Attacks in Nigeria blamed on sect

LAGOS, Nigeria - Three bomb attacks blamed on a feared radical sect killed one person and wounded 11 others in a volatile central Nigerian city, an official said Sunday.

The bombs exploded Saturday night in three locations in Jos, where people had gathered to view a televised soccer match between Real Madrid and Barcelona, Plateau state spokesman Pam Ayuba said.

Authorities suspect a radical Muslim sect locally known as Boko Haram, which has launched similar simultaneous attacks in northern Nigeria, he said. The sophistication of these latest attacks suggests the work of Boko Haram, Ayuba said. The blast killed a barber, Ayuba said.

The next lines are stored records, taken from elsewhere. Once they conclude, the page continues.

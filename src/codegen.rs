//! Code generation: lower the parsed AST into C-family source text.
//!
//! The emitter is a plain recursive walk that appends to one output buffer.
//! Every node kind has exactly one rule, and nothing is carried from one
//! subtree to the next. Binary expressions are always fully parenthesised, so
//! the grouping the parser chose survives regardless of the target's own
//! precedence rules.

use crate::ast::{Block, Call, Expr, IfChain, Program, Stmt};

/// Emit the program, one top-level statement per line.
pub fn emit(program: &Program) -> String {
  let mut out = String::new();
  emit_stmts(&program.statements, &mut out);
  out
}

fn emit_stmts(stmts: &[Stmt], out: &mut String) {
  for (i, stmt) in stmts.iter().enumerate() {
    if i > 0 {
      out.push('\n');
    }
    emit_stmt(stmt, out);
  }
}

fn emit_stmt(stmt: &Stmt, out: &mut String) {
  match stmt {
    Stmt::Assignment { target, value } => {
      out.push_str(target);
      out.push_str(" = ");
      emit_expr(value, out);
      out.push(';');
    }
    Stmt::Return(value) => {
      out.push_str("return ");
      emit_expr(value, out);
      out.push(';');
    }
    Stmt::Call(call) => {
      emit_call(call, out);
      out.push(';');
    }
    Stmt::FunctionDef(def) => {
      out.push_str("function ");
      out.push_str(&def.name);
      out.push('(');
      out.push_str(&def.params.join(", "));
      out.push_str(") ");
      emit_block(&def.body, out);
    }
    Stmt::If(chain) => emit_if(chain, out),
    Stmt::While { condition, body } => {
      out.push_str("while ");
      emit_condition(condition, out);
      out.push(' ');
      emit_block(body, out);
    }
  }
}

/// `if (..) {..}`, then every `elif` in order as `else if`, then `else`.
fn emit_if(chain: &IfChain, out: &mut String) {
  out.push_str("if ");
  emit_condition(&chain.condition, out);
  out.push(' ');
  emit_block(&chain.then_block, out);

  for clause in &chain.elif_clauses {
    out.push_str(" else if ");
    emit_condition(&clause.condition, out);
    out.push(' ');
    emit_block(&clause.block, out);
  }

  if let Some(block) = &chain.else_block {
    out.push_str(" else ");
    emit_block(block, out);
  }
}

fn emit_condition(condition: &Expr, out: &mut String) {
  out.push('(');
  emit_expr(condition, out);
  out.push(')');
}

fn emit_block(block: &Block, out: &mut String) {
  if block.statements.is_empty() {
    out.push_str("{ }");
    return;
  }
  out.push_str("{ ");
  emit_stmts(&block.statements, out);
  out.push_str(" }");
}

fn emit_call(call: &Call, out: &mut String) {
  out.push_str(&call.callee);
  out.push('(');
  for (i, arg) in call.args.iter().enumerate() {
    if i > 0 {
      out.push_str(", ");
    }
    emit_expr(arg, out);
  }
  out.push(')');
}

fn emit_expr(expr: &Expr, out: &mut String) {
  match expr {
    Expr::Literal(digits) => out.push_str(digits),
    Expr::Variable(name) => out.push_str(name),
    Expr::Call(call) => emit_call(call, out),
    Expr::Binary { lhs, op, rhs } => {
      out.push('(');
      emit_expr(lhs, out);
      out.push(' ');
      out.push_str(op.as_str());
      out.push(' ');
      emit_expr(rhs, out);
      out.push(')');
    }
  }
}
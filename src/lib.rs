//! Crate root: wires together the translation pipeline.
//!
//! The stages are small and run strictly one after the other:
//! - `tokenizer` performs lexical analysis and produces a flat token vector.
//! - `parser` owns all syntactic knowledge and returns an `ast::Program`.
//! - `codegen` walks the tree and writes C-family source text.
//! - `config` holds the dialect options the parser honours.
//! - `error` centralises the error types and their diagnostics.
//!
//! Nothing survives between calls: every run owns its tokens and its tree, so
//! separate runs can proceed in parallel.

pub mod ast;
pub mod codegen;
pub mod config;
pub mod error;
pub mod parser;
pub mod tokenizer;

use tracing::debug;

pub use codegen::emit;
pub use config::{BlockStyle, Options, Precedence};
pub use error::{ConfigError, Expected, TranspileError, TranspileResult};
pub use parser::{parse, parse_with};
pub use tokenizer::{Token, TokenKind, tokenize};

/// Translate a source string with the default options.
pub fn transpile(source: &str) -> TranspileResult<String> {
  transpile_with(source, &Options::default())
}

/// Translate a source string: tokenize, parse, emit.
pub fn transpile_with(source: &str, options: &Options) -> TranspileResult<String> {
  let tokens = tokenize(source)?;
  debug!(tokens = tokens.len(), "tokenized source");

  let program = parse_with(tokens, options)?;
  debug!(
    statements = program.statements.len(),
    precedence = %options.precedence,
    blocks = %options.blocks,
    "parsed program"
  );

  let output = emit(&program);
  debug!(bytes = output.len(), "emitted program");
  Ok(output)
}
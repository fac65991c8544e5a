//! Syntax tree shared by the parser and the emitter.
//!
//! Every construct has exactly one representation. Nodes own their children,
//! are built once by the parser and only read afterwards.

use std::fmt;

/// Binary operators. The textual form of each is exactly the source lexeme,
/// which is also what the emitter writes back out.
#[derive(Debug, Clone, Copy, PartialEq, Eq, Hash)]
pub enum BinaryOp {
  Add,
  Sub,
  Mul,
  Div,
  Eq,
  Ne,
  Lt,
  Le,
  Gt,
  Ge,
  And,
  Or,
}

impl BinaryOp {
  pub const ADDITIVE: [Self; 2] = [Self::Add, Self::Sub];
  pub const MULTIPLICATIVE: [Self; 2] = [Self::Mul, Self::Div];
  pub const COMPARISON: [Self; 6] = [Self::Eq, Self::Ne, Self::Lt, Self::Le, Self::Gt, Self::Ge];

  pub fn as_str(self) -> &'static str {
    match self {
      Self::Add => "+",
      Self::Sub => "-",
      Self::Mul => "*",
      Self::Div => "/",
      Self::Eq => "==",
      Self::Ne => "!=",
      Self::Lt => "<",
      Self::Le => "<=",
      Self::Gt => ">",
      Self::Ge => ">=",
      Self::And => "and",
      Self::Or => "or",
    }
  }

  pub fn from_lexeme(lexeme: &str) -> Option<Self> {
    let op = match lexeme {
      "+" => Self::Add,
      "-" => Self::Sub,
      "*" => Self::Mul,
      "/" => Self::Div,
      "==" => Self::Eq,
      "!=" => Self::Ne,
      "<" => Self::Lt,
      "<=" => Self::Le,
      ">" => Self::Gt,
      ">=" => Self::Ge,
      "and" => Self::And,
      "or" => Self::Or,
      _ => return None,
    };
    Some(op)
  }
}

impl fmt::Display for BinaryOp {
  fn fmt(&self, f: &mut fmt::Formatter<'_>) -> fmt::Result {
    f.write_str(self.as_str())
  }
}

#[derive(Debug, Clone, PartialEq, Eq)]
pub enum Expr {
  /// Decimal digits without leading zeros. Kept as text so a literal of any
  /// size survives translation unchanged.
  Literal(String),
  Variable(String),
  Call(Call),
  Binary {
    lhs: Box<Expr>,
    op: BinaryOp,
    rhs: Box<Expr>,
  },
}

impl Expr {
  pub fn literal(value: impl ToString) -> Self {
    let digits = value.to_string();
    match digits.trim_start_matches('0') {
      "" => Self::Literal("0".to_string()),
      trimmed => Self::Literal(trimmed.to_string()),
    }
  }

  pub fn variable(name: impl Into<String>) -> Self {
    Self::Variable(name.into())
  }

  pub fn binary(lhs: Expr, op: BinaryOp, rhs: Expr) -> Self {
    Self::Binary {
      lhs: Box::new(lhs),
      op,
      rhs: Box::new(rhs),
    }
  }
}

/// A call, used both as a statement and inside expressions.
#[derive(Debug, Clone, PartialEq, Eq)]
pub struct Call {
  pub callee: String,
  pub args: Vec<Expr>,
}

#[derive(Debug, Clone, Default, PartialEq, Eq)]
pub struct Block {
  pub statements: Vec<Stmt>,
}

#[derive(Debug, Clone, PartialEq, Eq)]
pub struct FunctionDef {
  pub name: String,
  pub params: Vec<String>,
  pub body: Block,
}

#[derive(Debug, Clone, PartialEq, Eq)]
pub struct ElifClause {
  pub condition: Expr,
  pub block: Block,
}

/// `if` with its `elif` clauses in source order and an optional `else`.
#[derive(Debug, Clone, PartialEq, Eq)]
pub struct IfChain {
  pub condition: Expr,
  pub then_block: Block,
  pub elif_clauses: Vec<ElifClause>,
  pub else_block: Option<Block>,
}

#[derive(Debug, Clone, PartialEq, Eq)]
pub enum Stmt {
  FunctionDef(FunctionDef),
  Return(Expr),
  Assignment { target: String, value: Expr },
  Call(Call),
  If(IfChain),
  While { condition: Expr, body: Block },
}

impl Stmt {
  /// Short name of the statement form, for logging.
  pub fn kind(&self) -> &'static str {
    match self {
      Self::FunctionDef(_) => "def",
      Self::Return(_) => "return",
      Self::Assignment { .. } => "assignment",
      Self::Call(_) => "call",
      Self::If(_) => "if",
      Self::While { .. } => "while",
    }
  }
}

#[derive(Debug, Clone, Default, PartialEq, Eq)]
pub struct Program {
  pub statements: Vec<Stmt>,
}
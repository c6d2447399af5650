use crate::navigate::Navigator;
use crate::token_store::TokenStore;
use common::SessionConfig;
use std::sync::atomic::{AtomicI64, Ordering};
use std::sync::Arc;
use tokio::task::JoinHandle;
use tracing::{debug, info};

/// User interaction signals that count as activity. The set is fixed;
/// embedders translate their platform events into these kinds.
#[derive(Debug, Clone, Copy, PartialEq, Eq)]
pub enum InteractionKind {
    PointerPress,
    PointerMove,
    KeyPress,
    Scroll,
    TouchStart,
    Click,
}

/// Tracks user presence and enforces the inactivity timeout.
///
/// Stamps are throttled: pointer movement can fire hundreds of times a
/// second, but the session only needs coarse (30 s) activity resolution,
/// so at most one stamp per throttle window reaches the token store. The
/// request executor routes every authenticated call through the same
/// gate, so steady API usage keeps a session alive without UI input.
#[derive(Debug)]
pub struct ActivityTracker {
    tokens: TokenStore,
    throttle_ms: i64,
    last_write: AtomicI64,
}

impl ActivityTracker {
    pub fn new(tokens: TokenStore, config: &SessionConfig) -> Self {
        // Initialization itself counts as activity.
        tokens.stamp_activity();
        let now = tokens.clock().now_millis();
        Self {
            tokens,
            throttle_ms: config.activity_throttle_ms as i64,
            last_write: AtomicI64::new(now),
        }
    }

    pub fn record(&self, _kind: InteractionKind) {
        self.touch();
    }

    /// Stamp activity, subject to the shared throttle window.
    pub fn touch(&self) {
        let now = self.tokens.clock().now_millis();
        let last = self.last_write.load(Ordering::Relaxed);
        if now - last <= self.throttle_ms {
            return;
        }
        // A lost race just means a peer stamped for us.
        if self
            .last_write
            .compare_exchange(last, now, Ordering::Relaxed, Ordering::Relaxed)
            .is_ok()
        {
            self.tokens.stamp_activity();
        }
    }

    fn idle_for_ms(&self) -> i64 {
        let now = self.tokens.clock().now_millis();
        now.saturating_sub(self.tokens.last_activity())
    }

    /// Spawn the periodic inactivity check. The returned handle owns the
    /// task; dropping it (or calling `stop`) cancels the watchdog.
    pub fn spawn_inactivity_watch(
        self: &Arc<Self>,
        config: &SessionConfig,
        navigator: Arc<dyn Navigator>,
    ) -> InactivityWatch {
        let tracker = Arc::clone(self);
        let timeout_ms = config.inactivity_timeout_ms as i64;
        let check_interval = config.activity_check_interval();
        let handle = tokio::spawn(async move {
            let mut ticker = tokio::time::interval(check_interval);
            // The first tick of tokio's interval fires immediately.
            ticker.tick().await;
            loop {
                ticker.tick().await;
                if tracker.tokens.access_token().is_none() {
                    continue;
                }
                let idle = tracker.idle_for_ms();
                if idle >= timeout_ms {
                    info!("session idle for {idle} ms, forcing logout");
                    force_logout(&tracker.tokens, navigator.as_ref());
                } else {
                    debug!("inactivity check: idle {idle} ms");
                }
            }
        });
        InactivityWatch { handle }
    }
}

/// Clear the session, record the reason and send the user to login.
pub(crate) fn force_logout(tokens: &TokenStore, navigator: &dyn Navigator) {
    if let Err(e) = tokens.clear_tokens() {
        tracing::warn!("failed to clear tokens during forced logout: {e}");
    }
    tokens.clear_user();
    tokens.set_logout_reason("inactivity");
    navigator.redirect_to_login();
}

/// Handle for the watchdog task. Aborting on drop guarantees no
/// half-stopped state where the timer outlives its owner.
#[derive(Debug)]
pub struct InactivityWatch {
    handle: JoinHandle<()>,
}

impl InactivityWatch {
    pub fn stop(&self) {
        self.handle.abort();
    }
}

impl Drop for InactivityWatch {
    fn drop(&mut self) {
        self.handle.abort();
    }
}

#[cfg(test)]
mod tests {
    use super::*;
    use crate::navigate::NoopNavigator;
    use crate::token_store::MemoryTokenStorage;
    use common::{Clock, ManualClock};
    use std::time::Duration;

    fn tracker() -> (Arc<ActivityTracker>, Arc<ManualClock>, TokenStore) {
        let clock = Arc::new(ManualClock::new(1_000_000));
        let tokens = TokenStore::new(
            Arc::new(MemoryTokenStorage::new()),
            clock.clone() as Arc<dyn Clock>,
        );
        let config = SessionConfig::default();
        (
            Arc::new(ActivityTracker::new(tokens.clone(), &config)),
            clock,
            tokens,
        )
    }

    #[test]
    fn stamps_are_throttled() {
        let (tracker, clock, tokens) = tracker();
        let initial = tokens.last_activity();

        // Inside the 30 s window: no new stamp.
        clock.advance(Duration::from_secs(10));
        tracker.record(InteractionKind::PointerMove);
        assert_eq!(tokens.last_activity(), initial);

        // Past the window: one stamp goes through.
        clock.advance(Duration::from_secs(25));
        tracker.record(InteractionKind::KeyPress);
        assert_eq!(tokens.last_activity(), clock.now_millis());
    }

    #[test]
    fn api_calls_share_the_throttle_gate() {
        let (tracker, clock, tokens) = tracker();
        clock.advance(Duration::from_secs(31));
        tracker.touch();
        let stamped = tokens.last_activity();
        clock.advance(Duration::from_secs(5));
        tracker.touch();
        assert_eq!(tokens.last_activity(), stamped);
    }

    #[tokio::test]
    async fn watchdog_forces_logout_after_timeout() {
        let clock = Arc::new(ManualClock::new(1_000_000));
        let tokens = TokenStore::new(
            Arc::new(MemoryTokenStorage::new()),
            clock.clone() as Arc<dyn Clock>,
        );
        tokens.set_tokens("acc", "ref").unwrap();
        let config = SessionConfig {
            activity_check_interval_ms: 10,
            ..SessionConfig::default()
        };
        let tracker = Arc::new(ActivityTracker::new(tokens.clone(), &config));
        let watch = tracker.spawn_inactivity_watch(&config, Arc::new(NoopNavigator));

        // Push last activity beyond the 24 h timeout.
        clock.advance(Duration::from_millis(config.inactivity_timeout_ms + 1));
        tokio::time::sleep(Duration::from_millis(60)).await;

        assert!(tokens.access_token().is_none());
        assert_eq!(tokens.take_logout_reason().as_deref(), Some("inactivity"));
        watch.stop();
    }

    #[tokio::test]
    async fn watchdog_leaves_active_session_alone() {
        let (tracker, _clock, tokens) = tracker();
        tokens.set_tokens("acc", "ref").unwrap();
        let config = SessionConfig {
            activity_check_interval_ms: 10,
            ..SessionConfig::default()
        };
        let watch = tracker.spawn_inactivity_watch(&config, Arc::new(NoopNavigator));
        tokio::time::sleep(Duration::from_millis(50)).await;
        assert!(tokens.access_token().is_some());
        watch.stop();
    }
}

A fourth unexploded bomb was found in one of the viewing centers, he said.

The attacks took place in heavily militarized areas of a city that sits in Nigeria's "middle belt," where dozens of ethnic groups vie for power. - AP

Indian state to probe fatal fire

MUMBAI, India - India's West Bengal state ordered a probe led by a judge into the nation's worst fire accident in seven years that killed at least 91 people.

"Since people have faith in the judicial system and a tragedy of huge dimension has occurred, we have taken this decision," Press Trust of India quoted Chief Minister Mamata Banerjee as saying. "We have nothing to hide."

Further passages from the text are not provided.